Dataset excerpts section start
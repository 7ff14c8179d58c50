//! Git adapter for the kernel source tree.
//!
//! Only the handful of commands needed for a shallow checkout of one tag are
//! wrapped. Every call goes through a [`ToolRunner`] so tests can script
//! outcomes.

use std::fs;
use std::path::PathBuf;

use tracing::{debug, info, instrument, warn};

use crate::error::Result;
use crate::io::process::{ToolInvocation, ToolRunner};

/// Wrapper for executing git commands against one working tree.
#[derive(Debug)]
pub struct Git<'a, R: ToolRunner> {
    runner: &'a R,
    workdir: PathBuf,
}

impl<'a, R: ToolRunner> Git<'a, R> {
    pub fn new(runner: &'a R, workdir: impl Into<PathBuf>) -> Self {
        Self {
            runner,
            workdir: workdir.into(),
        }
    }

    /// `git init <workdir>`.
    pub fn init(&self) -> Result<()> {
        let inv = ToolInvocation::new("git")
            .arg("init")
            .arg(self.workdir.display().to_string());
        self.runner.run(&inv)
    }

    pub fn remote_add(&self, name: &str, url: &str) -> Result<()> {
        self.run(&["remote", "add", name, url])
    }

    /// Fetch a single ref with `--depth 1`.
    pub fn fetch_shallow(&self, remote: &str, reference: &str) -> Result<()> {
        self.run(&["fetch", "--depth", "1", remote, reference])
    }

    pub fn checkout(&self, rev: &str) -> Result<()> {
        self.run(&["checkout", rev])
    }

    /// Create the repository and register its remote as one unit.
    ///
    /// Skipped when the working tree already exists. If any step fails the
    /// partially created tree is removed before the error is returned, so a
    /// rerun starts from a clean slate.
    #[instrument(skip_all, fields(workdir = %self.workdir.display()))]
    pub fn init_with_remote(&self, remote: &str, url: &str) -> Result<()> {
        if self.workdir.exists() {
            debug!("working tree exists, skipping init");
            return Ok(());
        }

        let result = self.init().and_then(|()| self.remote_add(remote, url));
        if let Err(err) = result {
            warn!(err = %err, "repository setup failed, removing partial tree");
            if self.workdir.exists() {
                if let Err(cleanup) = fs::remove_dir_all(&self.workdir) {
                    warn!(err = %cleanup, "failed to remove partial tree");
                }
            }
            return Err(err);
        }
        info!(remote, url, "repository initialized");
        Ok(())
    }

    fn run(&self, args: &[&str]) -> Result<()> {
        let inv = ToolInvocation::new("git")
            .args(args.iter().copied())
            .current_dir(&self.workdir);
        self.runner.run(&inv)
    }
}
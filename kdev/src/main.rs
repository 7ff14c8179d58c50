//! `kdev`: provision an Arch Linux rootfs image and build a kernel against it.
//!
//! State lives under `<root>/.state/`; the kernel pipeline resumes from its
//! last checkpoint on every invocation.

use std::fmt::Write as _;
use std::fs;
use std::path::PathBuf;

use anyhow::{Context, Result};
use clap::{ArgGroup, Parser, Subcommand};

use kdev::core::partition::PartitionPlan;
use kdev::exit_codes;
use kdev::io::artifacts::HttpArtifactSource;
use kdev::io::config::{KdevConfig, load_config};
use kdev::io::init::{InitOptions, KdevPaths, init_workspace};
use kdev::io::process::SystemToolRunner;
use kdev::io::state_store::BuildStateStore;
use kdev::io::templates::write_launch_scripts;
use kdev::io::vm::{QemuLauncher, kvm_enabled};
use kdev::kernel::KernelBuild;
use kdev::logging;
use kdev::provision::{Provisioner, RunOptions, distclean};

#[derive(Parser)]
#[command(
    name = "kdev",
    version,
    about = "Unattended Arch Linux rootfs installer and resumable kernel build"
)]
struct Cli {
    /// Workspace directory holding the sources, image and `.state/`.
    #[arg(long, global = true, default_value = ".")]
    root: PathBuf,
    /// Config file (default: `<root>/kdev.toml`).
    #[arg(long, global = true)]
    config: Option<PathBuf>,
    #[command(subcommand)]
    command: Command,
}

#[derive(Subcommand)]
enum Command {
    /// Write a default `kdev.toml` and create `.state/`.
    Init {
        /// Overwrite an existing config.
        #[arg(short, long)]
        force: bool,
    },
    /// Provision everything: rootfs if needed, kernel, launch scripts.
    Run {
        /// Reinstall the rootfs even if the image exists.
        #[arg(long, conflicts_with = "force_skip_rootfs")]
        rebuild_rootfs: bool,
        /// Skip the rootfs even if the image is missing.
        #[arg(long)]
        force_skip_rootfs: bool,
        /// Build the kernel again on top of the existing configuration.
        #[arg(long)]
        rebuild_kernel: bool,
    },
    /// Install the rootfs image unconditionally.
    Rootfs,
    /// Resume the kernel pipeline from its checkpoint.
    Kernel {
        /// Rerun the build stage even if the kernel is already built.
        #[arg(long)]
        rebuild: bool,
    },
    /// Print the partition plan derived from the config.
    Plan,
    /// Print the kernel build checkpoint.
    State {
        /// Forget the checkpoint so the next run starts from a fresh clone.
        #[arg(long)]
        reset: bool,
    },
    /// Regenerate `run-qemu.sh`, `run-qemu-debug.sh` and the gdb launch file.
    Scripts,
    /// Remove build outputs.
    #[command(group(ArgGroup::new("target").required(true).args(["all", "kernel"])))]
    Clean {
        /// Remove `.state/` and the rootfs image.
        #[arg(long)]
        all: bool,
        /// Run `make clean` in the kernel build directory.
        #[arg(long)]
        kernel: bool,
    },
}

fn main() {
    if let Err(err) = run() {
        eprintln!("{:#}", err);
        std::process::exit(exit_codes::for_error(&err));
    }
}

fn run() -> Result<()> {
    let cli = Cli::parse();
    logging::init();

    let root = fs::canonicalize(&cli.root)
        .with_context(|| format!("resolve workspace root {}", cli.root.display()))?;
    let mut paths = KdevPaths::new(root);
    if let Some(config) = cli.config {
        paths = paths.with_config(config);
    }

    match cli.command {
        Command::Init { force } => cmd_init(&paths, force),
        Command::Run {
            rebuild_rootfs,
            force_skip_rootfs,
            rebuild_kernel,
        } => cmd_run(
            &paths,
            RunOptions {
                rebuild_rootfs,
                force_skip_rootfs,
                rebuild_kernel,
            },
        ),
        Command::Rootfs => cmd_rootfs(&paths),
        Command::Kernel { rebuild } => cmd_kernel(&paths, rebuild),
        Command::Plan => cmd_plan(&paths),
        Command::State { reset } => cmd_state(&paths, reset),
        Command::Scripts => cmd_scripts(&paths),
        Command::Clean { all, kernel } => cmd_clean(&paths, all, kernel),
    }
}

fn cmd_init(paths: &KdevPaths, force: bool) -> Result<()> {
    init_workspace(paths, &InitOptions { force })?;
    println!("wrote {}", paths.config_path.display());
    Ok(())
}

fn load(paths: &KdevPaths) -> Result<KdevConfig> {
    load_config(&paths.config_path)
        .with_context(|| format!("load config {}", paths.config_path.display()))
}

/// Run `f` against a provisioner wired to the real system.
fn with_provisioner<T>(
    paths: &KdevPaths,
    f: impl FnOnce(
        &Provisioner<'_, SystemToolRunner, QemuLauncher, HttpArtifactSource>,
        &KdevConfig,
    ) -> Result<T>,
) -> Result<T> {
    let cfg = load(paths)?;
    let runner = SystemToolRunner;
    let launcher = QemuLauncher::new(&paths.qemu_log_path);
    let artifacts = HttpArtifactSource::new(&cfg.iso.url, &cfg.iso.sha256_url)?;
    let provisioner = Provisioner::new(paths, &cfg, &runner, &launcher, &artifacts);
    f(&provisioner, &cfg)
}

fn cmd_run(paths: &KdevPaths, opts: RunOptions) -> Result<()> {
    let state = with_provisioner(paths, |p, _| p.run(opts))?;
    println!("kernel: {state}");
    println!("launch: {}", paths.run_script_path.display());
    Ok(())
}

fn cmd_rootfs(paths: &KdevPaths) -> Result<()> {
    with_provisioner(paths, |p, cfg| {
        let plan = cfg.partition_plan()?;
        p.build_rootfs(&plan)
    })?;
    println!("rootfs: {}", paths.image_path.display());
    Ok(())
}

fn cmd_kernel(paths: &KdevPaths, rebuild: bool) -> Result<()> {
    let state = with_provisioner(paths, |p, _| p.build_kernel(rebuild))?;
    println!("kernel: {state}");
    Ok(())
}

fn cmd_plan(paths: &KdevPaths) -> Result<()> {
    let plan = load(paths)?.partition_plan()?;
    print!("{}", render_plan(&plan));
    Ok(())
}

fn render_plan(plan: &PartitionPlan) -> String {
    let mut out = String::new();
    let _ = writeln!(out, "boot mode: {}", plan.boot_mode());
    for entry in plan.partitions() {
        let _ = writeln!(
            out,
            "{:>2}  {:<10} {:<5} {:>4}G  {}",
            entry.number,
            plan.device_path(entry),
            entry.spec.format,
            entry.spec.size_gb,
            entry.spec.mount_point
        );
    }
    let order: Vec<&str> = plan
        .mount_order()
        .iter()
        .map(|entry| entry.spec.mount_point.as_str())
        .collect();
    let _ = writeln!(out, "mount order: {}", order.join(" "));
    out
}

fn cmd_state(paths: &KdevPaths, reset: bool) -> Result<()> {
    let store = BuildStateStore::new(&paths.build_state_path);
    if reset {
        store.clear()?;
    }
    println!("{}", store.get_state());
    Ok(())
}

fn cmd_scripts(paths: &KdevPaths) -> Result<()> {
    let cfg = load(paths)?;
    let plan = cfg.partition_plan()?;
    write_launch_scripts(&cfg, paths, &plan, kvm_enabled(&cfg.qemu))?;
    println!("wrote {}", paths.run_script_path.display());
    Ok(())
}

fn cmd_clean(paths: &KdevPaths, all: bool, kernel: bool) -> Result<()> {
    if kernel {
        let cfg = load(paths)?;
        let store = BuildStateStore::new(&paths.build_state_path);
        KernelBuild::new(&SystemToolRunner, &store, paths, &cfg.kernel).clean()?;
    }
    if all {
        distclean(paths)?;
    }
    Ok(())
}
Dataset excerpts section end
Work instruction =
Go line by line through the data above and report each one that holds the string "entry".

Result of the exercise =
    for entry in plan.partitions() {
            entry.number,
            plan.device_path(entry),
            entry.spec.format,
            entry.spec.size_gb,
            entry.spec.mount_point
        .map(|entry| entry.spec.mount_point.as_str())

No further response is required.